Ferring Pharmaceuticals announced that the U.S. FDA has approved its novel adenovirus vector-based gene therapy, Adstiladrin — marking the first gene therapy approval for bladder cancer.
Specifically, Adstiladrin was approved for the treatment of adult patients with high-risk, Bacillus Calmette-Guérin (BCG)-unresponsive non-muscle invasive bladder cancer (NMIBC) with carcinoma in situ (CIS) with or without papillary tumors.
Adstiladrin, an intravesical therapy administered every three months, targets the patient’s own bladder wall cells to enhance the body’s natural defenses to fight cancer.

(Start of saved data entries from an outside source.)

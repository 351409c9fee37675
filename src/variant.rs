use {
    crate::{Error, Hasher},
    std::{fmt, str::FromStr},
};

/// The seven named parameterizations of the Secure Hash Standard.
///
/// An `Algorithm` is the immutable descriptor of a variant: word width,
/// block size, round count, digest length, length-field width. The round
/// constants and initial chaining values live with the engines that consume
/// them ([`sha1`](crate::sha1), [`sha256`](crate::sha256),
/// [`sha512`](crate::sha512)).
#[derive(Debug, Clone, Copy, PartialEq, Eq, Hash)]
pub enum Algorithm {
    Sha1,
    Sha224,
    Sha256,
    Sha384,
    Sha512,
    Sha512_224,
    Sha512_256,
}

impl Algorithm {
    pub const ALL: [Algorithm; 7] = [
        Algorithm::Sha1,
        Algorithm::Sha224,
        Algorithm::Sha256,
        Algorithm::Sha384,
        Algorithm::Sha512,
        Algorithm::Sha512_224,
        Algorithm::Sha512_256,
    ];

    /// Construct a streaming [`Hasher`] for this variant.
    pub fn hasher(self) -> Hasher {
        Hasher::new(self)
    }

    /// Word width in bits: 32 or 64.
    pub fn word_bits(self) -> u32 {
        match self {
            Algorithm::Sha1 | Algorithm::Sha224 | Algorithm::Sha256 => 32,
            _ => 64,
        }
    }

    /// Block size in bits, sixteen words per block.
    pub fn block_bits(self) -> u32 {
        16 * self.word_bits()
    }

    /// Number of compression rounds per block.
    pub fn rounds(self) -> u32 {
        match self {
            Algorithm::Sha224 | Algorithm::Sha256 => 64,
            _ => 80,
        }
    }

    /// Chaining value length in words.
    pub fn state_words(self) -> u32 {
        match self {
            Algorithm::Sha1 => 5,
            _ => 8,
        }
    }

    /// Digest length in bytes.
    pub fn digest_len(self) -> usize {
        match self {
            Algorithm::Sha1 => 20,
            Algorithm::Sha224 | Algorithm::Sha512_224 => 28,
            Algorithm::Sha256 | Algorithm::Sha512_256 => 32,
            Algorithm::Sha384 => 48,
            Algorithm::Sha512 => 64,
        }
    }

    /// Width in bits of the big-endian message-length field appended during
    /// padding: 64 for the 32-bit variants, 128 for the 64-bit ones. A
    /// message whose bit length does not fit this field has no defined hash.
    pub fn length_bits(self) -> u32 {
        match self.word_bits() {
            32 => 64,
            _ => 128,
        }
    }
}

/// Whether a message of `bits` bits overflows a length field of
/// `field_bits` bits.
pub(crate) fn exceeds_length_field(bits: u128, field_bits: u32) -> bool {
    field_bits < 128 && bits >> field_bits != 0
}

impl fmt::Display for Algorithm {
    fn fmt(&self, f: &mut fmt::Formatter<'_>) -> fmt::Result {
        f.write_str(match self {
            Algorithm::Sha1 => "SHA-1",
            Algorithm::Sha224 => "SHA-224",
            Algorithm::Sha256 => "SHA-256",
            Algorithm::Sha384 => "SHA-384",
            Algorithm::Sha512 => "SHA-512",
            Algorithm::Sha512_224 => "SHA-512/224",
            Algorithm::Sha512_256 => "SHA-512/256",
        })
    }
}

impl FromStr for Algorithm {
    type Err = Error;

    /// Accepts the bare numeric spellings used by the command line (`"1"`,
    /// `"224"`, `"256"`, `"384"`, `"512"`, `"512224"`, `"512256"`) as well
    /// as the display names (`"SHA-512/224"`), case-insensitively.
    fn from_str(s: &str) -> Result<Self, Self::Err> {
        let mut name = s.to_ascii_lowercase();
        name.retain(|c| c != '/' && c != '-');
        match name.strip_prefix("sha").unwrap_or(&name) {
            "1" => Ok(Algorithm::Sha1),
            "224" => Ok(Algorithm::Sha224),
            "256" => Ok(Algorithm::Sha256),
            "384" => Ok(Algorithm::Sha384),
            "512" => Ok(Algorithm::Sha512),
            "512224" => Ok(Algorithm::Sha512_224),
            "512256" => Ok(Algorithm::Sha512_256),
            _ => Err(Error::InvalidVariant(s.to_string())),
        }
    }
}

The FDA approval was based on results of the 157-patient phase 3 clinical trial, which met its primary endpoint with more than half of patients with carcinoma in situ with or without concomitant high-grade Ta or T1 disease, achieving a complete response by three months.

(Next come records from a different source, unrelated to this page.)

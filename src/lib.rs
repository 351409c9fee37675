
mod error;
mod hash;
mod hasher;
mod variant;
mod word;

pub use {
    error::Error,
    hash::{
        sha1,
        sha256,
        sha512,
        CompressionFn,
        DaviesMeyer,
        DaviesMeyerCipher,
        DaviesMeyerStep,
        Hash,
        LengthPadding,
        MerkleDamgard,
        MerkleDamgardPad,
        ModularAddition,
        Sha1,
        Sha224,
        Sha256,
        Sha384,
        Sha512,
        Sha512_224,
        Sha512_256,
    },
    hasher::Hasher,
    variant::Algorithm,
    word::Word,
};
mod merkledamgard;

pub mod sha1;
pub mod sha256;
pub mod sha512;

use std::fmt;

pub use {
    merkledamgard::{
        CompressionFn,
        DaviesMeyer,
        DaviesMeyerCipher,
        DaviesMeyerStep,
        LengthPadding,
        MerkleDamgard,
        MerkleDamgardPad,
        ModularAddition,
    },
    sha1::Sha1,
    sha256::{Sha224, Sha256},
    sha512::{Sha384, Sha512, Sha512_224, Sha512_256},
};

/// A cryptographic hash function over a stream of input bytes.
///
/// The digest is a function of the concatenation of all
/// [updates](Self::update) since construction or the last
/// [`reset`](Self::reset), independent of how the caller segmented them.
/// [`digest`](Self::digest) does not consume the stream: updating afterwards
/// behaves as if it was never called.
pub trait Hash {
    /// The fixed-size digest output.
    type Digest: AsRef<[u8]> + Copy + fmt::Debug;

    /// Append `preimage` to the input stream.
    fn update(&mut self, preimage: &[u8]);

    /// The digest of everything absorbed so far.
    fn digest(&self) -> Self::Digest;

    /// Discard all absorbed input, restoring the freshly constructed state.
    fn reset(&mut self);

    /// One-shot convenience: the digest of `preimage` alone, leaving the
    /// hasher reset.
    fn hash(&mut self, preimage: &[u8]) -> Self::Digest {
        self.reset();
        self.update(preimage);
        let digest = self.digest();
        self.reset();
        digest
    }
}
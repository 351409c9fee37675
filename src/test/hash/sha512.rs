use {
    super::test,
    crate::{
        sha512::{self, Sha512State},
        Hash,
        Sha384,
        Sha512,
        Sha512_224,
        Sha512_256,
    },
};

/// SHA-512 test vectors.
#[test]
fn sha512() {
    let hash = &mut Sha512::default();

    test(
        hash,
        b"",
        "cf83e1357eefb8bdf1542850d66d8007d620e4050b5715dc83f4a921d36ce9ce\
         47d0d13c5d85f2b0ff8318d2877eec2f63b931bd47417a81a538327af927da3e",
    );

    test(
        hash,
        b"abc",
        "ddaf35a193617abacc417349ae20413112e6fa4e89a97ea20a9eeee64b55d39a\
         2192992a274fc1a836ba3c23a3feebbd454d4423643ce80e2a9ac94fa54ca49f",
    );

    test(
        hash,
        b"abcdefghbcdefghicdefghijdefghijkefghijklfghijklmghijklmnhijklmno\
          ijklmnopjklmnopqklmnopqrlmnopqrsmnopqrstnopqrstu",
        "8e959b75dae313da8cf4f72814fc143f8f7779c6eb9f7fa17299aeadb6889018\
         501d289e4900f7e4331b99dec4b5433ac7d329eeb6dd26545e96e55b874be909",
    );
}

/// SHA-384 test vectors.
#[test]
fn sha384() {
    let hash = &mut Sha384::default();

    test(
        hash,
        b"",
        "38b060a751ac96384cd9327eb1b1e36a21fdb71114be07434c0cc7bf63f6e1da\
         274edebfe76f65fbd51ad2f14898b95b",
    );

    test(
        hash,
        b"abc",
        "cb00753f45a35e8bb5a03d699ac65007272c32ab0eded1631a8b605a43ff5bed\
         8086072ba1e7cc2358baeca134c825a7",
    );

    test(
        hash,
        b"abcdefghbcdefghicdefghijdefghijkefghijklfghijklmghijklmnhijklmno\
          ijklmnopjklmnopqklmnopqrlmnopqrsmnopqrstnopqrstu",
        "09330c33f71147e83d192fc782cd1b4753111b173b3b05d22fa08086e3b0f712\
         fcc7c71a557e2db966c3e9fa91746039",
    );
}

/// SHA-512/224 test vectors.
#[test]
fn sha512_224() {
    let hash = &mut Sha512_224::default();

    test(
        hash,
        b"",
        "6ed0dd02806fa89e25de060c19d3ac86cabb87d6a0ddd05c333b84f4",
    );

    test(
        hash,
        b"abc",
        "4634270f707b6a54daae7530460842e20e37ed265ceee9a43e8924aa",
    );

    test(
        hash,
        b"abcdefghbcdefghicdefghijdefghijkefghijklfghijklmghijklmnhijklmno\
          ijklmnopjklmnopqklmnopqrlmnopqrsmnopqrstnopqrstu",
        "23fec5bb94d60b23308192640b0c453335d664734fe40e7268674af9",
    );
}

/// SHA-512/256 test vectors.
#[test]
fn sha512_256() {
    let hash = &mut Sha512_256::default();

    test(
        hash,
        b"",
        "c672b8d1ef56ed28ab87c3622c5114069bdd3ad7b8f9737498d0c01ecef0967a",
    );

    test(
        hash,
        b"abc",
        "53048e2681941ef99b2e29b76b4c7dabe4c2d0c634fc6d46e0e2f13107e7af23",
    );

    test(
        hash,
        b"abcdefghbcdefghicdefghijdefghijkefghijklfghijklmghijklmnhijklmno\
          ijklmnopjklmnopqklmnopqrlmnopqrsmnopqrstnopqrstu",
        "3928e184fb8690f840da3988121d31be65cb9d3ef83ee6146feac861e19b563a",
    );
}

/// The NIST long-message vector: one million repetitions of 'a'.
#[test]
fn sha512_million_a() {
    let mut hash = Sha512::default();
    for _ in 0..20_000 {
        hash.update(&[b'a'; 50]);
    }
    assert_eq!(
        hex::encode(hash.digest()),
        "e718483d0ce769644e2e42c7bc15b4638e1f98b13b2044285632a803afa973eb\
         de0ff244877ea60a4cb0432ce577c31beb009c5c2c49aa2e4eadb217ad8cc09b"
    );
}

/// FIPS 180-4 §5.3.6: the SHA-512/t initial chaining values are themselves
/// SHA-512 outputs, computed with the initial value XORed with
/// `0xa5a5a5a5a5a5a5a5` over the ASCII name of the variant. Re-deriving
/// them must reproduce the hard-coded values the variants are built on.
#[test]
fn sha512_t_iv_derivation() {
    assert_eq!(
        derive_iv(b"SHA-512/224"),
        [
            0x8c3d37c819544da2,
            0x73e1996689dcd4d6,
            0x1dfab7ae32ff9c82,
            0x679dd514582f9fcf,
            0x0f6d2b697bd44da8,
            0x77e36f7304c48942,
            0x3f9d85a86a1d36c8,
            0x1112e6ad91d692a1,
        ]
    );
    assert_eq!(
        derive_iv(b"SHA-512/256"),
        [
            0x22312194fc2bf72c,
            0x9f555fa3c84c64c2,
            0x2393b86b6f53b151,
            0x963877195940eabd,
            0x96283ee2a88effe3,
            0xbe5e1e2553863992,
            0x2b0199fc2c85b8aa,
            0x0eb72ddc81c52ca2,
        ]
    );
}

fn derive_iv(name: &[u8]) -> Sha512State {
    const SHA512_IV: Sha512State = [
        0x6a09e667f3bcc908,
        0xbb67ae8584caa73b,
        0x3c6ef372fe94f82b,
        0xa54ff53a5f1d36f1,
        0x510e527fade682d1,
        0x9b05688c2b3e6c1f,
        0x1f83d9abfb41bd6b,
        0x5be0cd19137e2179,
    ];
    let mut md = sha512::core(SHA512_IV.map(|h| h ^ 0xa5a5a5a5a5a5a5a5));
    md.absorb(name);
    md.finalize()
}
//! Behavior of the public facade: the documented lifecycle of the input
//! stream and output cache, variant parsing, and the published "abc"
//! vectors for all seven variants.

use crate::{variant::exceeds_length_field, Algorithm, Error, Hasher};

/// FIPS 180-4 "abc" digests for every variant, end to end through the
/// facade.
#[test]
fn abc_vectors() {
    for (algorithm, digest) in [
        (Algorithm::Sha1, "a9993e364706816aba3e25717850c26c9cd0d89d"),
        (
            Algorithm::Sha224,
            "23097d223405d8228642a477bda255b32aadbce4bda0b3f7e36c9da7",
        ),
        (
            Algorithm::Sha256,
            "ba7816bf8f01cfea414140de5dae2223b00361a396177a9cb410ff61f20015ad",
        ),
        (
            Algorithm::Sha384,
            "cb00753f45a35e8bb5a03d699ac65007272c32ab0eded1631a8b605a43ff5bed\
             8086072ba1e7cc2358baeca134c825a7",
        ),
        (
            Algorithm::Sha512,
            "ddaf35a193617abacc417349ae20413112e6fa4e89a97ea20a9eeee64b55d39a\
             2192992a274fc1a836ba3c23a3feebbd454d4423643ce80e2a9ac94fa54ca49f",
        ),
        (
            Algorithm::Sha512_224,
            "4634270f707b6a54daae7530460842e20e37ed265ceee9a43e8924aa",
        ),
        (
            Algorithm::Sha512_256,
            "53048e2681941ef99b2e29b76b4c7dabe4c2d0c634fc6d46e0e2f13107e7af23",
        ),
    ] {
        let mut hasher = algorithm.hasher();
        hasher.update(b"abc");
        assert_eq!(hasher.digest().unwrap(), digest, "{algorithm}");
    }
}

/// The output cache is only valid between a successful digest and the next
/// invalidating update or reset.
#[test]
fn output_cache_lifecycle() {
    let mut hasher = Hasher::new(Algorithm::Sha256);
    assert_eq!(hasher.current_output(), Err(Error::OutputUnavailable));

    hasher.update(b"abc");
    assert_eq!(hasher.current_output(), Err(Error::OutputUnavailable));

    let digest = hasher.digest().unwrap();
    assert_eq!(hasher.current_output(), Ok(digest.as_str()));

    hasher.update(b"def");
    assert_eq!(hasher.current_output(), Err(Error::OutputUnavailable));

    hasher.digest().unwrap();
    hasher.reset();
    assert_eq!(hasher.current_output(), Err(Error::OutputUnavailable));
}

#[test]
fn current_input_accumulates() {
    let mut hasher = Hasher::new(Algorithm::Sha1);
    assert!(hasher.current_input().is_empty());
    hasher.update(b"foo");
    hasher.update(b"bar");
    assert_eq!(hasher.current_input(), b"foobar");
    hasher.reset();
    assert!(hasher.current_input().is_empty());
}

/// A reset hasher behaves like a freshly constructed one.
#[test]
fn reset_reuse() {
    let mut hasher = Hasher::new(Algorithm::Sha256);
    hasher.update(b"some earlier message");
    hasher.digest().unwrap();
    hasher.reset();
    hasher.update(b"abc");
    assert_eq!(
        hasher.digest().unwrap(),
        "ba7816bf8f01cfea414140de5dae2223b00361a396177a9cb410ff61f20015ad"
    );
}

/// Both the command-line spellings and the display names parse.
#[test]
fn parse_names() {
    for (name, algorithm) in [
        ("1", Algorithm::Sha1),
        ("224", Algorithm::Sha224),
        ("256", Algorithm::Sha256),
        ("384", Algorithm::Sha384),
        ("512", Algorithm::Sha512),
        ("512224", Algorithm::Sha512_224),
        ("512256", Algorithm::Sha512_256),
        ("SHA-1", Algorithm::Sha1),
        ("sha256", Algorithm::Sha256),
        ("sha-512/224", Algorithm::Sha512_224),
        ("SHA-512/256", Algorithm::Sha512_256),
    ] {
        assert_eq!(name.parse(), Ok(algorithm), "{name}");
    }

    assert_eq!(
        "999".parse::<Algorithm>(),
        Err(Error::InvalidVariant("999".to_string()))
    );
    assert_eq!(
        "md5".parse::<Algorithm>(),
        Err(Error::InvalidVariant("md5".to_string()))
    );
}

/// The scalar descriptors are mutually consistent and round-trip through
/// the display name.
#[test]
fn descriptors() {
    for algorithm in Algorithm::ALL {
        assert_eq!(algorithm.block_bits(), 16 * algorithm.word_bits());
        assert_eq!(algorithm.length_bits(), 2 * algorithm.word_bits());
        assert!(
            8 * algorithm.digest_len() as u32
                <= algorithm.state_words() * algorithm.word_bits()
        );
        assert_eq!(algorithm.to_string().parse(), Ok(algorithm));
    }
    assert_eq!(Algorithm::Sha1.rounds(), 80);
    assert_eq!(Algorithm::Sha256.rounds(), 64);
    assert_eq!(Algorithm::Sha512.rounds(), 80);
}

/// Messages longer than the length field admits have no defined hash.
#[test]
fn length_field_overflow() {
    assert!(!exceeds_length_field(0, 64));
    assert!(!exceeds_length_field(u128::from(u64::MAX), 64));
    assert!(exceeds_length_field(u128::from(u64::MAX) + 1, 64));
    assert!(exceeds_length_field(1 << 100, 64));
    assert!(!exceeds_length_field(u128::MAX, 128));
}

The application was originally submitted by the now-defunct Blackstone-backed Ferring subsidiary FerGene, but was rejected by the FDA in May 2020 after the agency raised questions around CMC and manufacturing.
The resubmitted application was granted Priority Review, Breakthrough Therapy, and Fast Track designations.
It's been a good month for Switzerland-based Ferring, who also grabbed the first FDA approval for a fecal microbiota therapy for the prevention of the recurrence of Clostridioides difficile infection in adults just a few weeks ago when it got the nod for Rebyota.